In her ongoing saga, a revealing twist in the story occurred at the hands of an anonymous Twitter troll who took on Davis’s identity and fooled gay bloggers like Dan Savage and even a reporter for the New York Times. The fake Tweets demonstrate the ingrained discrimination gays and other elites hold against Bible-believing Christians.
A gay man using the Twitter handle @kimdavis917 began posting comments on Tuesday and quickly gained 1,000 followers. The Tweets he posted fit in with the Davis narrative that she is a martyr to her cause and her followers consider her situation at least analogous to other martyrs like Martin Luther King, Jr.
A slew of actual Davis supporters were fooled by the account, which was said to be maintained by her husband Joe.
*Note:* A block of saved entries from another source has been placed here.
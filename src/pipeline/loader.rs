//! Dataset loader for CSV and Parquet files

use anyhow::{Context, Result};
use polars::prelude::*;
use std::path::Path;

/// Load a dataset from a file (CSV or Parquet based on extension)
///
/// `infer_schema_length` of `None` scans the whole CSV before fixing column
/// types, which keeps late dirty values (`"23_"`) from failing the read.
pub fn load_dataset(path: &Path, infer_schema_length: Option<usize>) -> Result<DataFrame> {
    let extension = path
        .extension()
        .and_then(|e| e.to_str())
        .unwrap_or("")
        .to_lowercase();

    let lf = match extension.as_str() {
        "csv" => LazyCsvReader::new(path)
            .with_infer_schema_length(infer_schema_length)
            .finish()
            .with_context(|| format!("Failed to load CSV file: {}", path.display()))?,
        "parquet" => LazyFrame::scan_parquet(path, Default::default())
            .with_context(|| format!("Failed to load Parquet file: {}", path.display()))?,
        _ => anyhow::bail!(
            "Unsupported file format: {}. Supported formats: csv, parquet",
            extension
        ),
    };

    let df = lf
        .collect()
        .with_context(|| format!("Failed to read dataset: {}", path.display()))?;

    log::info!(
        "Loaded {} rows x {} columns from {}",
        df.height(),
        df.width(),
        path.display()
    );

    Ok(df)
}

/// Convert the CLI schema length (0 = full scan) into the reader option
pub fn schema_length(infer_schema_length: usize) -> Option<usize> {
    if infer_schema_length == 0 {
        None
    } else {
        Some(infer_schema_length)
    }
}
//! The `predict` and `health` commands

use std::fs::File;
use std::io::{self, BufReader, Read};
use std::path::Path;

use anyhow::{Context, Result};

use crate::service::{CreditApplication, PredictionService};

/// Read one JSON request from `request` (or stdin), print the JSON response
pub fn run_predict(model: &Path, request: Option<&Path>) -> Result<()> {
    let application = read_application(request)?;

    let service = PredictionService::start(model);
    let response = service.predict(&application)?;

    println!("{}", serde_json::to_string_pretty(&response)?);
    Ok(())
}

/// Print the health status. Succeeds whether or not the model loads.
pub fn run_health(model: &Path) -> Result<()> {
    let service = PredictionService::start(model);
    println!("{}", serde_json::to_string(&service.health())?);
    Ok(())
}

fn read_application(request: Option<&Path>) -> Result<CreditApplication> {
    match request {
        Some(path) => {
            let file = File::open(path)
                .with_context(|| format!("Failed to open request file: {}", path.display()))?;
            serde_json::from_reader(BufReader::new(file))
                .with_context(|| format!("Invalid request in {}", path.display()))
        }
        None => {
            let mut buf = String::new();
            io::stdin()
                .read_to_string(&mut buf)
                .context("Failed to read request from stdin")?;
            serde_json::from_str(&buf).context("Invalid request on stdin")
        }
    }
}
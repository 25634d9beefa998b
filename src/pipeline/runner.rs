//! Offline training run: label mapping, split, fit and evaluation

use anyhow::{Context, Result};
use indicatif::ProgressBar;
use polars::prelude::*;

use super::columns::{has_column, take_rows, ColumnConfig};
use super::split::stratified_split;
use super::target::{count_mapped_records, map_labels, CreditClass};
use crate::model::{FittedPipeline, GbdtConfig};
use crate::report::{evaluate, ClassificationReport};

/// Default share of rows held out for evaluation
pub const DEFAULT_TEST_SIZE: f64 = 0.2;
/// Default seed for the stratified split
pub const DEFAULT_SEED: u64 = 42;

/// Everything a training run needs besides the data
#[derive(Debug, Clone, PartialEq)]
pub struct TrainConfig {
    pub test_size: f64,
    pub seed: u64,
    pub columns: ColumnConfig,
    pub gbdt: GbdtConfig,
}

impl Default for TrainConfig {
    fn default() -> Self {
        Self {
            test_size: DEFAULT_TEST_SIZE,
            seed: DEFAULT_SEED,
            columns: ColumnConfig::default(),
            gbdt: GbdtConfig::default(),
        }
    }
}

/// Feature rows with their labels, unmapped rows removed
#[derive(Debug, Clone)]
pub struct TrainingFrame {
    pub features: DataFrame,
    pub labels: Vec<CreditClass>,
    /// Rows per class, indexed by class code
    pub class_counts: [usize; 3],
    /// Rows dropped because their label did not map
    pub dropped_rows: usize,
}

/// Outcome of [`train`]
#[derive(Debug, Clone)]
pub struct TrainingOutcome {
    pub pipeline: FittedPipeline,
    pub report: ClassificationReport,
    pub train_rows: usize,
    pub test_rows: usize,
}

/// Map labels, drop unlabeled rows, then remove the label and identifier columns
pub fn prepare_training_frame(df: &DataFrame, columns: &ColumnConfig) -> Result<TrainingFrame> {
    if !has_column(df, &columns.target) {
        let available: Vec<String> = df.get_column_names().iter().map(|s| s.to_string()).collect();
        anyhow::bail!(
            "Target column '{}' not found in dataset. Available columns: {:?}",
            columns.target,
            available
        );
    }

    let mapped = map_labels(df, &columns.target)?;
    let (class_counts, dropped_rows) = count_mapped_records(&mapped);
    if dropped_rows > 0 {
        log::warn!("Dropping {} row(s) with unmapped credit score labels", dropped_rows);
    }

    let (keep, labels): (Vec<usize>, Vec<CreditClass>) = mapped
        .iter()
        .enumerate()
        .filter_map(|(idx, label)| label.map(|class| (idx, class)))
        .unzip();

    if labels.is_empty() {
        anyhow::bail!("No rows with a valid '{}' label", columns.target);
    }

    let kept = take_rows(df, &keep)?;

    let mut to_drop: Vec<String> = vec![columns.target.clone()];
    to_drop.extend(
        columns
            .dropped
            .iter()
            .filter(|name| has_column(&kept, name))
            .cloned(),
    );
    let features = kept.drop_many(&to_drop);

    Ok(TrainingFrame {
        features,
        labels,
        class_counts,
        dropped_rows,
    })
}

/// Split, fit the pipeline on the training part and score the held-out part
pub fn train(df: &DataFrame, config: &TrainConfig) -> Result<TrainingOutcome> {
    train_with_progress(df, config, &ProgressBar::hidden())
}

pub fn train_with_progress(
    df: &DataFrame,
    config: &TrainConfig,
    progress: &ProgressBar,
) -> Result<TrainingOutcome> {
    let frame = prepare_training_frame(df, &config.columns)?;
    train_on_frame(&frame, config, progress)
}

/// Train on an already prepared frame
pub fn train_on_frame(
    frame: &TrainingFrame,
    config: &TrainConfig,
    progress: &ProgressBar,
) -> Result<TrainingOutcome> {
    let split = stratified_split(&frame.labels, config.test_size, config.seed);
    if split.train.is_empty() || split.test.is_empty() {
        anyhow::bail!(
            "Split produced {} training and {} test rows; need at least one of each",
            split.train.len(),
            split.test.len()
        );
    }
    log::info!(
        "Stratified split: {} train / {} test rows",
        split.train.len(),
        split.test.len()
    );

    let train_df = take_rows(&frame.features, &split.train)?;
    let test_df = take_rows(&frame.features, &split.test)?;
    let train_labels: Vec<CreditClass> = split.train.iter().map(|&i| frame.labels[i]).collect();
    let test_labels: Vec<CreditClass> = split.test.iter().map(|&i| frame.labels[i]).collect();

    let pipeline = FittedPipeline::fit_with_progress(
        &config.columns,
        &config.gbdt,
        &train_df,
        &train_labels,
        progress,
    )
    .context("Fitting pipeline failed")?;

    let predicted = pipeline
        .predict(&test_df)
        .context("Scoring the test split failed")?;
    let report = evaluate(&test_labels, &predicted)?;

    Ok(TrainingOutcome {
        pipeline,
        report,
        train_rows: split.train.len(),
        test_rows: split.test.len(),
    })
}

#[cfg(test)]
mod tests {
    use super::*;

    #[test]
    fn test_prepare_drops_unmapped_rows_and_columns() {
        let df = df! {
            "ID" => ["a", "b", "c"],
            "Name" => ["x", "y", "z"],
            "Age" => ["30", "40_", "50"],
            "Credit_Score" => [Some("Good"), Some("Bad"), None],
        }
        .unwrap();

        let frame = prepare_training_frame(&df, &ColumnConfig::default()).unwrap();
        assert_eq!(frame.labels, vec![CreditClass::Good]);
        assert_eq!(frame.dropped_rows, 2);
        assert_eq!(frame.class_counts, [1, 0, 0]);
        assert_eq!(frame.features.shape(), (1, 1));
        assert!(has_column(&frame.features, "Age"));
    }

    #[test]
    fn test_prepare_requires_target() {
        let df = df! { "Age" => ["30"] }.unwrap();
        let err = prepare_training_frame(&df, &ColumnConfig::default()).unwrap_err();
        assert!(err.to_string().contains("Credit_Score"));
    }

    #[test]
    fn test_prepare_rejects_all_unmapped() {
        let df = df! {
            "Age" => ["30"],
            "Credit_Score" => ["Unknown"],
        }
        .unwrap();
        assert!(prepare_training_frame(&df, &ColumnConfig::default()).is_err());
    }
}
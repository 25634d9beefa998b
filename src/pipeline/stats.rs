//! Small descriptive statistics shared by the fitted stages

/// Median of the non-missing values, averaging the two middle values for
/// even counts. Returns `None` when there is nothing to take the median of.
pub fn median<I>(values: I) -> Option<f64>
where
    I: IntoIterator<Item = Option<f64>>,
{
    let mut present: Vec<f64> = values
        .into_iter()
        .flatten()
        .filter(|v| !v.is_nan())
        .collect();

    if present.is_empty() {
        return None;
    }

    present.sort_by(|a, b| a.total_cmp(b));
    let mid = present.len() / 2;

    if present.len() % 2 == 0 {
        Some((present[mid - 1] + present[mid]) / 2.0)
    } else {
        Some(present[mid])
    }
}

#[cfg(test)]
mod tests {
    use super::*;

    #[test]
    fn test_median_odd_and_even() {
        assert_eq!(median(vec![Some(3.0), Some(1.0), Some(2.0)]), Some(2.0));
        assert_eq!(median(vec![Some(4.0), Some(1.0), Some(2.0), Some(3.0)]), Some(2.5));
    }

    #[test]
    fn test_median_ignores_missing() {
        assert_eq!(median(vec![None, Some(10.0), None, Some(20.0)]), Some(15.0));
    }

    #[test]
    fn test_median_all_missing() {
        assert_eq!(median(vec![None, None]), None);
        assert_eq!(median(Vec::new()), None);
    }
}
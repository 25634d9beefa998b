//! The ordered cleaning chain
//!
//! Stages only run through this type: clean → cap → impute → engineer. Each
//! stage relies on the previous one (the capper needs numeric ages, the imputer
//! needs capped values), so the order is fixed here rather than left to callers.

use anyhow::{Context, Result};
use polars::prelude::*;
use serde::{Deserialize, Serialize};

use super::cleaning::NumericCleaner;
use super::columns::ColumnConfig;
use super::features::RatioFeatureEngineer;
use super::imputer::{FittedGroupedImputer, GroupedImputer};
use super::outliers::{FittedOutlierCapper, OutlierCapper};

/// Unfitted chain configuration
#[derive(Debug, Clone, PartialEq)]
pub struct TransformChain {
    cleaner: NumericCleaner,
    capper: OutlierCapper,
    imputer: GroupedImputer,
    engineer: RatioFeatureEngineer,
}

impl Default for TransformChain {
    fn default() -> Self {
        Self::new(&ColumnConfig::default())
    }
}

impl TransformChain {
    pub fn new(columns: &ColumnConfig) -> Self {
        Self {
            cleaner: NumericCleaner::new(columns.dirty_numeric.clone()),
            capper: OutlierCapper::default(),
            imputer: GroupedImputer::default(),
            engineer: RatioFeatureEngineer,
        }
    }

    /// Fit every stage on the output of the stages before it
    pub fn fit(&self, df: &DataFrame) -> Result<FittedChain> {
        self.fit_transform(df).map(|(fitted, _)| fitted)
    }

    /// Fit the chain and return the transformed training batch alongside it
    pub fn fit_transform(&self, df: &DataFrame) -> Result<(FittedChain, DataFrame)> {
        let cleaned = self
            .cleaner
            .transform(df)
            .context("Numeric cleaning failed")?;

        let capper = self.capper.fit(&cleaned).context("Fitting outlier capper failed")?;
        let capped = capper.transform(&cleaned).context("Outlier capping failed")?;

        let imputer = self.imputer.fit(&capped).context("Fitting imputer failed")?;
        let imputed = imputer.transform(&capped).context("Imputation failed")?;

        let engineered = self
            .engineer
            .transform(&imputed)
            .context("Feature engineering failed")?;

        let fitted = FittedChain {
            cleaner: self.cleaner.clone(),
            capper,
            imputer,
            engineer: self.engineer,
        };

        Ok((fitted, engineered))
    }
}

/// Chain with all learned statistics; immutable after fit
#[derive(Debug, Clone, PartialEq, Serialize, Deserialize)]
pub struct FittedChain {
    cleaner: NumericCleaner,
    capper: FittedOutlierCapper,
    imputer: FittedGroupedImputer,
    engineer: RatioFeatureEngineer,
}

impl FittedChain {
    /// Apply all four stages in order. Does not modify `df`.
    pub fn transform(&self, df: &DataFrame) -> Result<DataFrame> {
        let cleaned = self
            .cleaner
            .transform(df)
            .context("Numeric cleaning failed")?;
        let capped = self.capper.transform(&cleaned).context("Outlier capping failed")?;
        let imputed = self.imputer.transform(&capped).context("Imputation failed")?;
        self.engineer
            .transform(&imputed)
            .context("Feature engineering failed")
    }

    pub fn capper(&self) -> &FittedOutlierCapper {
        &self.capper
    }

    pub fn imputer(&self) -> &FittedGroupedImputer {
        &self.imputer
    }
}
//! Financial ratio features
//!
//! Every ratio divides by `x + 1.0` so a zero income or zero card count can
//! never produce an infinite value.

use anyhow::Result;
use polars::prelude::*;
use serde::{Deserialize, Serialize};

use super::columns::{
    float_values, has_column, put_float_column, ANNUAL_INCOME, DTI_RATIO, INCOME_STABILITY,
    MONTHLY_INHAND_SALARY, NUM_CREDIT_CARD, OUTSTANDING_DEBT, UTILIZATION_PROXY,
};

/// Assumed credit limit per card when the real limit is unknown
pub const PROXY_LIMIT_PER_CARD: f64 = 5000.0;

/// Added to every denominator
const DENOMINATOR_OFFSET: f64 = 1.0;

/// Ratio inputs, coerced to numbers with missing values read as zero
const RATIO_INPUTS: [&str; 4] = [
    ANNUAL_INCOME,
    OUTSTANDING_DEBT,
    NUM_CREDIT_CARD,
    MONTHLY_INHAND_SALARY,
];

/// Derives `DTI_Ratio`, `Utilization_Proxy` and `Income_Stability`. Learns nothing.
#[derive(Debug, Clone, Copy, Default, PartialEq, Eq, Serialize, Deserialize)]
pub struct RatioFeatureEngineer;

impl RatioFeatureEngineer {
    pub(crate) fn transform(&self, df: &DataFrame) -> Result<DataFrame> {
        let mut out = df.clone();

        for name in RATIO_INPUTS {
            if has_column(&out, name) {
                let zero_filled = float_values(&out, name)?
                    .into_iter()
                    .map(|v| Some(v.filter(|x| !x.is_nan()).unwrap_or(0.0)))
                    .collect();
                put_float_column(&mut out, name, zero_filled)?;
            }
        }

        let income = dense_values(&out, ANNUAL_INCOME)?;
        let debt = dense_values(&out, OUTSTANDING_DEBT)?;
        let cards = dense_values(&out, NUM_CREDIT_CARD)?;
        let salary = dense_values(&out, MONTHLY_INHAND_SALARY)?;

        if let (Some(debt), Some(income)) = (&debt, &income) {
            let ratio = debt
                .iter()
                .zip(income)
                .map(|(d, i)| Some(dti_ratio(*d, *i)))
                .collect();
            put_float_column(&mut out, DTI_RATIO, ratio)?;
        }

        if let (Some(debt), Some(cards)) = (&debt, &cards) {
            let ratio = debt
                .iter()
                .zip(cards)
                .map(|(d, c)| Some(utilization_proxy(*d, *c)))
                .collect();
            put_float_column(&mut out, UTILIZATION_PROXY, ratio)?;
        }

        if let (Some(income), Some(salary)) = (&income, &salary) {
            let ratio = income
                .iter()
                .zip(salary)
                .map(|(i, s)| Some(income_stability(*i, *s)))
                .collect();
            put_float_column(&mut out, INCOME_STABILITY, ratio)?;
        }

        Ok(out)
    }
}

/// Outstanding debt relative to annual income
pub fn dti_ratio(debt: f64, annual_income: f64) -> f64 {
    debt / (annual_income + DENOMINATOR_OFFSET)
}

/// Outstanding debt relative to an assumed total card limit
pub fn utilization_proxy(debt: f64, num_credit_cards: f64) -> f64 {
    debt / (num_credit_cards * PROXY_LIMIT_PER_CARD + DENOMINATOR_OFFSET)
}

/// Disagreement between reported annual income and twelve monthly salaries.
/// Near zero for consistent records; large values flag a likely data error.
pub fn income_stability(annual_income: f64, monthly_salary: f64) -> f64 {
    (annual_income - monthly_salary * 12.0).abs() / (annual_income + DENOMINATOR_OFFSET)
}

/// Zero-filled values of a column, or `None` when the column is absent
fn dense_values(df: &DataFrame, name: &str) -> Result<Option<Vec<f64>>> {
    if !has_column(df, name) {
        return Ok(None);
    }
    let values = float_values(df, name)?
        .into_iter()
        .map(|v| v.unwrap_or(0.0))
        .collect();
    Ok(Some(values))
}

#[cfg(test)]
mod tests {
    use super::*;

    #[test]
    fn test_ratios_on_known_values() {
        let df = df! {
            "Annual_Income" => [65000.0f64],
            "Monthly_Inhand_Salary" => [4500.0f64],
            "Num_Credit_Card" => [3.0f64],
            "Outstanding_Debt" => [800.0f64],
        }
        .unwrap();

        let out = RatioFeatureEngineer.transform(&df).unwrap();

        let dti = float_values(&out, DTI_RATIO).unwrap()[0].unwrap();
        let util = float_values(&out, UTILIZATION_PROXY).unwrap()[0].unwrap();
        let stability = float_values(&out, INCOME_STABILITY).unwrap()[0].unwrap();

        assert!((dti - 800.0 / 65001.0).abs() < 1e-12);
        assert!((util - 800.0 / 15001.0).abs() < 1e-12);
        assert!((stability - 11000.0 / 65001.0).abs() < 1e-12);
    }

    #[test]
    fn test_zero_denominators_stay_finite() {
        assert_eq!(dti_ratio(500.0, 0.0), 500.0);
        assert_eq!(utilization_proxy(500.0, 0.0), 500.0);
        assert_eq!(income_stability(0.0, 100.0), 1200.0);
    }

    #[test]
    fn test_missing_inputs_read_as_zero() {
        let df = df! {
            "Annual_Income" => [None::<f64>, Some(999.0)],
            "Outstanding_Debt" => [Some(100.0f64), None],
        }
        .unwrap();

        let out = RatioFeatureEngineer.transform(&df).unwrap();
        assert_eq!(float_values(&out, ANNUAL_INCOME).unwrap(), vec![Some(0.0), Some(999.0)]);
        assert_eq!(float_values(&out, DTI_RATIO).unwrap(), vec![Some(100.0), Some(0.0)]);
    }

    #[test]
    fn test_absent_inputs_skip_only_their_ratio() {
        let df = df! {
            "Annual_Income" => [1000.0f64],
            "Outstanding_Debt" => [100.0f64],
        }
        .unwrap();

        let out = RatioFeatureEngineer.transform(&df).unwrap();
        assert!(has_column(&out, DTI_RATIO));
        assert!(!has_column(&out, UTILIZATION_PROXY));
        assert!(!has_column(&out, INCOME_STABILITY));
    }

    #[test]
    fn test_ratios_appended_in_order() {
        let df = df! {
            "Outstanding_Debt" => [1.0f64],
            "Num_Credit_Card" => [1.0f64],
            "Annual_Income" => [1.0f64],
            "Monthly_Inhand_Salary" => [1.0f64],
        }
        .unwrap();

        let out = RatioFeatureEngineer.transform(&df).unwrap();
        let names: Vec<String> = out.get_column_names().iter().map(|s| s.to_string()).collect();
        assert_eq!(&names[4..], &[DTI_RATIO, UTILIZATION_PROXY, INCOME_STABILITY]);
    }

    #[test]
    fn test_rerun_overwrites_with_same_values() {
        let df = df! {
            "Annual_Income" => [50000.0f64],
            "Outstanding_Debt" => [2500.0f64],
        }
        .unwrap();

        let once = RatioFeatureEngineer.transform(&df).unwrap();
        let twice = RatioFeatureEngineer.transform(&once).unwrap();
        assert!(once.equals_missing(&twice));
    }
}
Fooled, also, were two reporters for the New York Times and Mother Jones who retweeted a letter supposedly written by Davis from jail who were especially delighted by a phony letter said to be from Davis in jail.
The letter included what could be a criminal forgery of her signature. It thanked Senator Ted Cruz and Governor Mike Huckabee for their support. And, feeding into the leftist meme about Davis and other Christians, the letter includes misspellings — “I sit here with my Bible (sic) close to my heart, comuning (sic) with the Lord” — along with self-aggrandizement — “I know I have been chosen for the highest purpose.”
The letter directs readers to a passage of the Bible that supposedly is about “various trials” but is in fact a passage against divorce and remarriage, which is a pointed reference to the leftist meme that Davis is a hypocrite for her multiple marriages. It was also a clue that the Twitter account was phony.
Davis’s lawyers wrote a cease and desist Tweet to the troll who shortly thereafter made known that the account was fake and turned the account into a pro-Hillary Clinton account. Besides forging Davis’s signature, Anita Staver of Liberty Counsel charges that the anonymous troll was “impersonating a public official”, which in some cases is against the law.
On Sunday, gay sex columnist and provocateur Dan Savage interviewed the Twitter troll. Savage admits he “was on of many people who fell for the Twitter account @kimdavis917.” He says, “The letter played into leftwing/elitist prejudices about religious rubes—tons of misspellings, dripping with self-pity, the persecution routine/complex—and liberal/progressive/elitist Twitter immediately took the bait.”
The troll tells Savage that he sees Christians as “one of our society’s biggest threats to progress” and that “…Christian believers are no different than ISIS.”
He admits that “Trolling is 100% mean-spirited,” however “you can’t be mean-spirited against something that is already mean-spirited.”